(Beginning of DATASET EXTRACT)

use std::path::PathBuf;
use std::process::ExitCode;

use clap::Parser;
use routecast_core::{AppError, Config, ConfigError};
use routecast_weather::{Pipeline, ReportOutcome};

/// Weather along a route: resolve each waypoint, fetch its daily forecast
/// and flag days outside the safe travel ranges.
#[derive(Debug, Parser)]
#[command(name = "routecast", version, about)]
struct Cli {
    /// Start point, optional via points, destination (in travel order).
    #[arg(required = true, num_args = 2..)]
    waypoints: Vec<String>,

    /// Forecast horizon in days (defaults to the configured value).
    #[arg(short, long)]
    days: Option<u32>,

    /// Path to a config file instead of the default location.
    #[arg(short, long)]
    config: Option<PathBuf>,

    /// Process waypoints concurrently.
    #[arg(long)]
    concurrent: bool,

    /// Pretty-print the JSON report.
    #[arg(long)]
    pretty: bool,
}

#[tokio::main]
async fn main() -> ExitCode {
    if let Err(e) = routecast_core::init() {
        eprintln!("Failed to initialize logging: {e}");
    }

    match run(Cli::parse()).await {
        Ok(()) => ExitCode::SUCCESS,
        Err(e) => {
            tracing::error!("{}", e);
            eprintln!("{}", e.user_message());
            ExitCode::FAILURE
        }
    }
}

async fn run(cli: Cli) -> Result<(), AppError> {
    let (mut config, _) = Config::load_validated(cli.config.as_deref()).map_err(config_error)?;
    if cli.concurrent {
        config.route.concurrent = true;
    }

    let days = config
        .route
        .check_horizon(cli.days.unwrap_or(config.route.default_horizon_days))?;

    let pipeline = Pipeline::from_config(&config)?;
    tracing::info!(
        "Building report for {} waypoints over {} days",
        cli.waypoints.len(),
        days
    );

    let result = tokio::select! {
        result = pipeline.aggregator.build_report(&cli.waypoints, days) => result,
        _ = tokio::signal::ctrl_c() => {
            tracing::warn!("Interrupted, abandoning route request");
            return Err(anyhow::anyhow!("interrupted").into());
        }
    };

    let outcome = ReportOutcome::from(result);
    if let Some(report) = outcome.report() {
        for bad in report.bad_days() {
            tracing::info!("{} on {}: {:?}", bad.place, bad.date, bad.flags);
        }
    }

    println!("{}", render(outcome, cli.pretty)?);
    Ok(())
}

/// JSON for a ready report; a failed outcome becomes the error to show.
fn render(outcome: ReportOutcome, pretty: bool) -> Result<String, AppError> {
    match outcome {
        ReportOutcome::Ready { report } => {
            let json = if pretty {
                serde_json::to_string_pretty(&*report)
            } else {
                serde_json::to_string(&*report)
            };
            json.map_err(|e| AppError::Other(e.into()))
        }
        ReportOutcome::Failed { message, .. } => Err(AppError::Route {
            message: message.clone(),
            user_message: message,
        }),
    }
}

/// Keep configuration failures typed so the user sees a specific message.
fn config_error(err: anyhow::Error) -> AppError {
    match err.downcast::<ConfigError>() {
        Ok(e) => AppError::Config(e),
        Err(other) => AppError::Other(other),
    }
}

(End of DATASET EXTRACT)

#### HOW TO COMPLETE THIS TASK
Output the entries above word for word.

#### ANSWER TO THE EXERCISE
use std::path::PathBuf;
use std::process::ExitCode;

use clap::Parser;
use routecast_core::{AppError, Config, ConfigError};
use routecast_weather::{Pipeline, ReportOutcome};

/// Weather along a route: resolve each waypoint, fetch its daily forecast
/// and flag days outside the safe travel ranges.
#[derive(Debug, Parser)]
#[command(name = "routecast", version, about)]
struct Cli {
    /// Start point, optional via points, destination (in travel order).
    #[arg(required = true, num_args = 2..)]
    waypoints: Vec<String>,

    /// Forecast horizon in days (defaults to the configured value).
    #[arg(short, long)]
    days: Option<u32>,

    /// Path to a config file instead of the default location.
    #[arg(short, long)]
    config: Option<PathBuf>,

    /// Process waypoints concurrently.
    #[arg(long)]
    concurrent: bool,

    /// Pretty-print the JSON report.
    #[arg(long)]
    pretty: bool,
}

#[tokio::main]
async fn main() -> ExitCode {
    if let Err(e) = routecast_core::init() {
        eprintln!("Failed to initialize logging: {e}");
    }

    match run(Cli::parse()).await {
        Ok(()) => ExitCode::SUCCESS,
        Err(e) => {
            tracing::error!("{}", e);
            eprintln!("{}", e.user_message());
            ExitCode::FAILURE
        }
    }
}

async fn run(cli: Cli) -> Result<(), AppError> {
    let (mut config, _) = Config::load_validated(cli.config.as_deref()).map_err(config_error)?;
    if cli.concurrent {
        config.route.concurrent = true;
    }

    let days = config
        .route
        .check_horizon(cli.days.unwrap_or(config.route.default_horizon_days))?;

    let pipeline = Pipeline::from_config(&config)?;
    tracing::info!(
        "Building report for {} waypoints over {} days",
        cli.waypoints.len(),
        days
    );

    let result = tokio::select! {
        result = pipeline.aggregator.build_report(&cli.waypoints, days) => result,
        _ = tokio::signal::ctrl_c() => {
            tracing::warn!("Interrupted, abandoning route request");
            return Err(anyhow::anyhow!("interrupted").into());
        }
    };

    let outcome = ReportOutcome::from(result);
    if let Some(report) = outcome.report() {
        for bad in report.bad_days() {
            tracing::info!("{} on {}: {:?}", bad.place, bad.date, bad.flags);
        }
    }

    println!("{}", render(outcome, cli.pretty)?);
    Ok(())
}

/// JSON for a ready report; a failed outcome becomes the error to show.
fn render(outcome: ReportOutcome, pretty: bool) -> Result<String, AppError> {
    match outcome {
        ReportOutcome::Ready { report } => {
            let json = if pretty {
                serde_json::to_string_pretty(&*report)
            } else {
                serde_json::to_string(&*report)
            };
            json.map_err(|e| AppError::Other(e.into()))
        }
        ReportOutcome::Failed { message, .. } => Err(AppError::Route {
            message: message.clone(),
            user_message: message,
        }),
    }
}

/// Keep configuration failures typed so the user sees a specific message.
fn config_error(err: anyhow::Error) -> AppError {
    match err.downcast::<ConfigError>() {
        Ok(e) => AppError::Config(e),
        Err(other) => AppError::Other(other),
    }
}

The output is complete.